-- Opening Marker --

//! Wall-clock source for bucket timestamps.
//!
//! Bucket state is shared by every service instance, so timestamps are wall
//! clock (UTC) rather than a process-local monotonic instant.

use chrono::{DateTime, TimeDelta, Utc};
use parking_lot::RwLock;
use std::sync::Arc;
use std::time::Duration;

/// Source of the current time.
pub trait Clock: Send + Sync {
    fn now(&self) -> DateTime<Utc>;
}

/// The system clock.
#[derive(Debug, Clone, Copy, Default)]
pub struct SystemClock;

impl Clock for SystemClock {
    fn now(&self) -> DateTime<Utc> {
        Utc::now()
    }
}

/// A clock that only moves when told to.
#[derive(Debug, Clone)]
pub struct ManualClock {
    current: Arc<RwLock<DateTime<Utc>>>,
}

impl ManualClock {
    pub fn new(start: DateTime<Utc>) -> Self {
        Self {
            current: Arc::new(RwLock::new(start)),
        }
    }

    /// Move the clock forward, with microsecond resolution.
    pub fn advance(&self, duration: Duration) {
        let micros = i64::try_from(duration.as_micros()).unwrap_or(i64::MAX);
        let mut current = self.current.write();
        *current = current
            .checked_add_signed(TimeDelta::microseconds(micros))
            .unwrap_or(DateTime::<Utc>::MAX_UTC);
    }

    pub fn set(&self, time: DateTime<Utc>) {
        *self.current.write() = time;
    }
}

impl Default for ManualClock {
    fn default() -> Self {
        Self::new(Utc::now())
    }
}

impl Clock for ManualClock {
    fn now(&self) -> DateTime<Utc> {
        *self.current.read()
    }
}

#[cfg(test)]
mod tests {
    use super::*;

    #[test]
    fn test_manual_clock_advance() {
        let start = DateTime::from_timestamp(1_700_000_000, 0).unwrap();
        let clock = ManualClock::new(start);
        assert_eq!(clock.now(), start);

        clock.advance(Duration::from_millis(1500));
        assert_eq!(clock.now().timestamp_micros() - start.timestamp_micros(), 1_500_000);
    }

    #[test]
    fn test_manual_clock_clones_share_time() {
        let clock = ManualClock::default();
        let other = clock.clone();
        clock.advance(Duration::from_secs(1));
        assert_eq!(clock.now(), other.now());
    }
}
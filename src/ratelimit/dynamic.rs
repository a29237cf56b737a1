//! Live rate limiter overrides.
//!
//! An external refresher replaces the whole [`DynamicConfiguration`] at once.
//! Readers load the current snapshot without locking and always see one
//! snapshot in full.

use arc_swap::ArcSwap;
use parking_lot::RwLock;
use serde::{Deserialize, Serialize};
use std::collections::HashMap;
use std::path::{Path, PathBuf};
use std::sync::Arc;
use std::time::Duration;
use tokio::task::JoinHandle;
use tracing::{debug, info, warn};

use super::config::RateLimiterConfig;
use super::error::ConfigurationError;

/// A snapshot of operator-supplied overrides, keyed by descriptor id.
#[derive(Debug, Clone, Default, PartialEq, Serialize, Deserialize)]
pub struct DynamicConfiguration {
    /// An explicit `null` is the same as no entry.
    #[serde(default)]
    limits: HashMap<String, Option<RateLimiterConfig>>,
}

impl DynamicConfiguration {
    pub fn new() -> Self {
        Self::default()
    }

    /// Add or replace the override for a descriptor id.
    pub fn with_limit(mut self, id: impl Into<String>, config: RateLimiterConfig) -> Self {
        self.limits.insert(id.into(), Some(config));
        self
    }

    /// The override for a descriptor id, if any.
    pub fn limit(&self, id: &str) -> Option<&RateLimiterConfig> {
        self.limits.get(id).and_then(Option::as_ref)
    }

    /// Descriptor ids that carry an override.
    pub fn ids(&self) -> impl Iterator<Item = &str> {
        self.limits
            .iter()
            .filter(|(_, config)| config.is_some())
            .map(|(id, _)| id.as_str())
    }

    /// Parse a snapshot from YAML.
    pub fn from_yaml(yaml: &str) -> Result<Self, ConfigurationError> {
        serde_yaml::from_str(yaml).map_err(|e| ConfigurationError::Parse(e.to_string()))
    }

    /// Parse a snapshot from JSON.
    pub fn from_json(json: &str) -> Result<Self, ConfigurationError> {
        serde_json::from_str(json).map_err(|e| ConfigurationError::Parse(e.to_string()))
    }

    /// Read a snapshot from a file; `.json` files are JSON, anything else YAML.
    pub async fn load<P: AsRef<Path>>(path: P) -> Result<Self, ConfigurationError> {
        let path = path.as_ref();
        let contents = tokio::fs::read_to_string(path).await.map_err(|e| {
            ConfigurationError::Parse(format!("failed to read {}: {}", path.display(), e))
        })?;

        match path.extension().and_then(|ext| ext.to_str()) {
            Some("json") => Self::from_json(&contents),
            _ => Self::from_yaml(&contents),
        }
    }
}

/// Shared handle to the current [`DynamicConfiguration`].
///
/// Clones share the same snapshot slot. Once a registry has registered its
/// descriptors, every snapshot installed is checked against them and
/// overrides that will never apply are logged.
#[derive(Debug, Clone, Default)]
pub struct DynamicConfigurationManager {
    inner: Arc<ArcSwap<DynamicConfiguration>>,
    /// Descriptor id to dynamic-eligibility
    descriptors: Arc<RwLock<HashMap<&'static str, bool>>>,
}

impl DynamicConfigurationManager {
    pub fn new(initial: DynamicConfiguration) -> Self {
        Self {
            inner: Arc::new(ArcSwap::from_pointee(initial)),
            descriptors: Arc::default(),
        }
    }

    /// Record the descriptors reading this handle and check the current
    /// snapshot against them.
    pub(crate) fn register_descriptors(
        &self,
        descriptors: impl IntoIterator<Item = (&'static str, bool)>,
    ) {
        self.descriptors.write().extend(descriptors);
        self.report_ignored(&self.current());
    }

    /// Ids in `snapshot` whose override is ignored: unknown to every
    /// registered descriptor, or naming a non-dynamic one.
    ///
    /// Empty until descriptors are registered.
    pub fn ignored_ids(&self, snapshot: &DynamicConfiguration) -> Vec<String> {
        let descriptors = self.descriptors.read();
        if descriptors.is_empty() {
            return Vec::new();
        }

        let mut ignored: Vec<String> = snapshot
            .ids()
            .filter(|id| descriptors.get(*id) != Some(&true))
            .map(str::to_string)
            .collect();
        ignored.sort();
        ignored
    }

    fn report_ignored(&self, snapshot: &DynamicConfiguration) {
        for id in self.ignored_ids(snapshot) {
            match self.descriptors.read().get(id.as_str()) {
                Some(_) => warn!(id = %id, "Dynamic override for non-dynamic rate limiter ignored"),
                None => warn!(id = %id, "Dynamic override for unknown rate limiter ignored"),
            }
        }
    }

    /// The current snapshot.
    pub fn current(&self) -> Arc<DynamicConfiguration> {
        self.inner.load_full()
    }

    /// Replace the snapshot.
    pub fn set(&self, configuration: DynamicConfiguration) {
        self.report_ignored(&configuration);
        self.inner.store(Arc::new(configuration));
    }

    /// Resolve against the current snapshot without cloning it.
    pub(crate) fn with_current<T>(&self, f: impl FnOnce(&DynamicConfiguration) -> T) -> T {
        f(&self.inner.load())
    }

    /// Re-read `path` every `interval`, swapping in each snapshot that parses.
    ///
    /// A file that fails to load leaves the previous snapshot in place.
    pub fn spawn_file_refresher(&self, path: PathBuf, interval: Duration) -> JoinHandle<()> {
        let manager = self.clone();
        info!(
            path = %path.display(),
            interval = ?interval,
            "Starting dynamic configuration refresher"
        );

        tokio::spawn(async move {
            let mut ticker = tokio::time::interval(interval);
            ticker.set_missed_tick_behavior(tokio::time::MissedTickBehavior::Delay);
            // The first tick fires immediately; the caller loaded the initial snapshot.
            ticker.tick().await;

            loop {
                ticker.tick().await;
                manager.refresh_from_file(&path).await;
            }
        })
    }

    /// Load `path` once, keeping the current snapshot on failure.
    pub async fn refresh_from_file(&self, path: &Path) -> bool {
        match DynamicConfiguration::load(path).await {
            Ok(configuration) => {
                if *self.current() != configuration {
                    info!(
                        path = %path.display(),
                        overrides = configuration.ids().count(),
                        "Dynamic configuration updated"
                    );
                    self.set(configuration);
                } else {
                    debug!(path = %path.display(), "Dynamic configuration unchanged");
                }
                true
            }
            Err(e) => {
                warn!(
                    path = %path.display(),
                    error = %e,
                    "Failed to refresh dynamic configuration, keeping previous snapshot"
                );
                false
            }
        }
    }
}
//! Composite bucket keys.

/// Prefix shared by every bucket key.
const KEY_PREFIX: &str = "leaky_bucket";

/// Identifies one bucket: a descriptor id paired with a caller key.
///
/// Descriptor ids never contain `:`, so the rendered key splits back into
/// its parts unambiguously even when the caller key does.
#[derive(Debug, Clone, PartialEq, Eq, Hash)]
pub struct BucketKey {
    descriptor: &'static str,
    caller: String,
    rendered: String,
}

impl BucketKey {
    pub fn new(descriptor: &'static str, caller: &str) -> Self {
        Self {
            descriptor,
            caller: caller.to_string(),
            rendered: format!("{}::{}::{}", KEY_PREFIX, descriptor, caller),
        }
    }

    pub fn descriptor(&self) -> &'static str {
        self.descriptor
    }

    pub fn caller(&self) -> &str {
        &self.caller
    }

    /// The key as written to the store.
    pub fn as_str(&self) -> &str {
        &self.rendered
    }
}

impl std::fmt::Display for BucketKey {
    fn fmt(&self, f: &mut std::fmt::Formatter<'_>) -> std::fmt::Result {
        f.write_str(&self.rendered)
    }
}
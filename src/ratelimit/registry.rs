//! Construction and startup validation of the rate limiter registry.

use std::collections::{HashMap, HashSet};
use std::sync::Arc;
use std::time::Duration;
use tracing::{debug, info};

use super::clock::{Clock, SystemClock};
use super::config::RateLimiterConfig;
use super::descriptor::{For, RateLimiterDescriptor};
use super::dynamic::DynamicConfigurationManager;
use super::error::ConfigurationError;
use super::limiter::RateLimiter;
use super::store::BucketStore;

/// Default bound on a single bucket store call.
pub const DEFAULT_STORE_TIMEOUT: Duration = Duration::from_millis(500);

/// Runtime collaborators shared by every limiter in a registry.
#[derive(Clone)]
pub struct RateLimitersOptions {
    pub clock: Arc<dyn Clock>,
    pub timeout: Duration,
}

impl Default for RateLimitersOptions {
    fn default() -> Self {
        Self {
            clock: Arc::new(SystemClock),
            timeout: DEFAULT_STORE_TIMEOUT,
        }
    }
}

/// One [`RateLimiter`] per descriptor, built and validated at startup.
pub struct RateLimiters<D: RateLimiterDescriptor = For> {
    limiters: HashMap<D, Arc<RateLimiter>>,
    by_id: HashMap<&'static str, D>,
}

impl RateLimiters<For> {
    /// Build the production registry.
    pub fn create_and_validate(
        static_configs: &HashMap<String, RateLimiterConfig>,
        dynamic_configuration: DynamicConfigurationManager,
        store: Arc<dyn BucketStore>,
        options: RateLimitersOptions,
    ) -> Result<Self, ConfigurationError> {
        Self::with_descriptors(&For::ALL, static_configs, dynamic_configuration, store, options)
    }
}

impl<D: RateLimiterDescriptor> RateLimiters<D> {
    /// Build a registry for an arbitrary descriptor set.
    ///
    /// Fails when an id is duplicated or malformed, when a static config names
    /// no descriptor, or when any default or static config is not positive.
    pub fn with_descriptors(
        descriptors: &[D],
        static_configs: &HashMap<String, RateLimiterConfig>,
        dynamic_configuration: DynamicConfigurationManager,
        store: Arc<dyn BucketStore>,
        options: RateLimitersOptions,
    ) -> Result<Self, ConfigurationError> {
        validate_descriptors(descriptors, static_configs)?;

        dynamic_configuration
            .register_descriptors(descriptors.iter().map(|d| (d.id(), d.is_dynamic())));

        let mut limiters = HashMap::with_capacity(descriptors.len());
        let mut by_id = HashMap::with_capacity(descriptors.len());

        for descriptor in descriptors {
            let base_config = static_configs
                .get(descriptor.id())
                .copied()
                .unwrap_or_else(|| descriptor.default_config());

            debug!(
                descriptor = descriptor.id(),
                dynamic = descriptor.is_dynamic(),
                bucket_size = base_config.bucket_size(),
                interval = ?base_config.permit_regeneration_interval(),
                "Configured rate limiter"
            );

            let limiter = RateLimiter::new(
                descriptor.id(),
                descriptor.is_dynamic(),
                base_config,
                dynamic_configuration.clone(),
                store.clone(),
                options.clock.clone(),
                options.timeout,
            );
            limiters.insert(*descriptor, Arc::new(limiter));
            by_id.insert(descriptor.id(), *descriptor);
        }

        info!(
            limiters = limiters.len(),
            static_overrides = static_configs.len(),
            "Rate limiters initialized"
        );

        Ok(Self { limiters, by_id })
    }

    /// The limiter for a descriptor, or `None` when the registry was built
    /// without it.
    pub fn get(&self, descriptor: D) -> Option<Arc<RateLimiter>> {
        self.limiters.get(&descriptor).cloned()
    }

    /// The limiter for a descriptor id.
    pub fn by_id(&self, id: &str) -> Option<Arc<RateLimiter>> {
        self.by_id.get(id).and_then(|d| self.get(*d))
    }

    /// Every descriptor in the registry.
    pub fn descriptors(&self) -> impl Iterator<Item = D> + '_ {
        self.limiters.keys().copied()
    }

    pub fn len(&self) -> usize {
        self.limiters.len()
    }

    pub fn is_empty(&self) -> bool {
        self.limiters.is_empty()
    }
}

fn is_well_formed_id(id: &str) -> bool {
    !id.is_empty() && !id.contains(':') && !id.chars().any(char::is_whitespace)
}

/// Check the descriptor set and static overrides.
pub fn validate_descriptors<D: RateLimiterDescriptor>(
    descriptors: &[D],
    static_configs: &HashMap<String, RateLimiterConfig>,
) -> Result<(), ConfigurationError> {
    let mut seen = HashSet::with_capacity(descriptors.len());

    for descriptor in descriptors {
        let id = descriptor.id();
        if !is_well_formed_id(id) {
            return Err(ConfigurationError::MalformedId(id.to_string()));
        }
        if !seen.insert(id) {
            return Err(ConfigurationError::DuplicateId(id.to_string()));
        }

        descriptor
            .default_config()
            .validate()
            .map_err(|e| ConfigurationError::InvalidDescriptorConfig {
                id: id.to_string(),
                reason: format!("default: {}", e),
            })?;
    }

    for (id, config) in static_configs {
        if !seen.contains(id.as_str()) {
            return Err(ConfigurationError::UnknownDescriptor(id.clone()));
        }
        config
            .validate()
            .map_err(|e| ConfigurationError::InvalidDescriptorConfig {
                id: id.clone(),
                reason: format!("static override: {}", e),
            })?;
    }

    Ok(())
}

-- Closing Marker --

With the first line being the one containing "by descriptor id." and the last line the one containing "id, if any.", transcribe exactly the lines above that fall in that range.

▶ ANSWER BOX:
/// A snapshot of operator-supplied overrides, keyed by descriptor id.
#[derive(Debug, Clone, Default, PartialEq, Serialize, Deserialize)]
pub struct DynamicConfiguration {
    /// An explicit `null` is the same as no entry.
    #[serde(default)]
    limits: HashMap<String, Option<RateLimiterConfig>>,
}

impl DynamicConfiguration {
    pub fn new() -> Self {
        Self::default()
    }

    /// Add or replace the override for a descriptor id.
    pub fn with_limit(mut self, id: impl Into<String>, config: RateLimiterConfig) -> Self {
        self.limits.insert(id.into(), Some(config));
        self
    }

    /// The override for a descriptor id, if any.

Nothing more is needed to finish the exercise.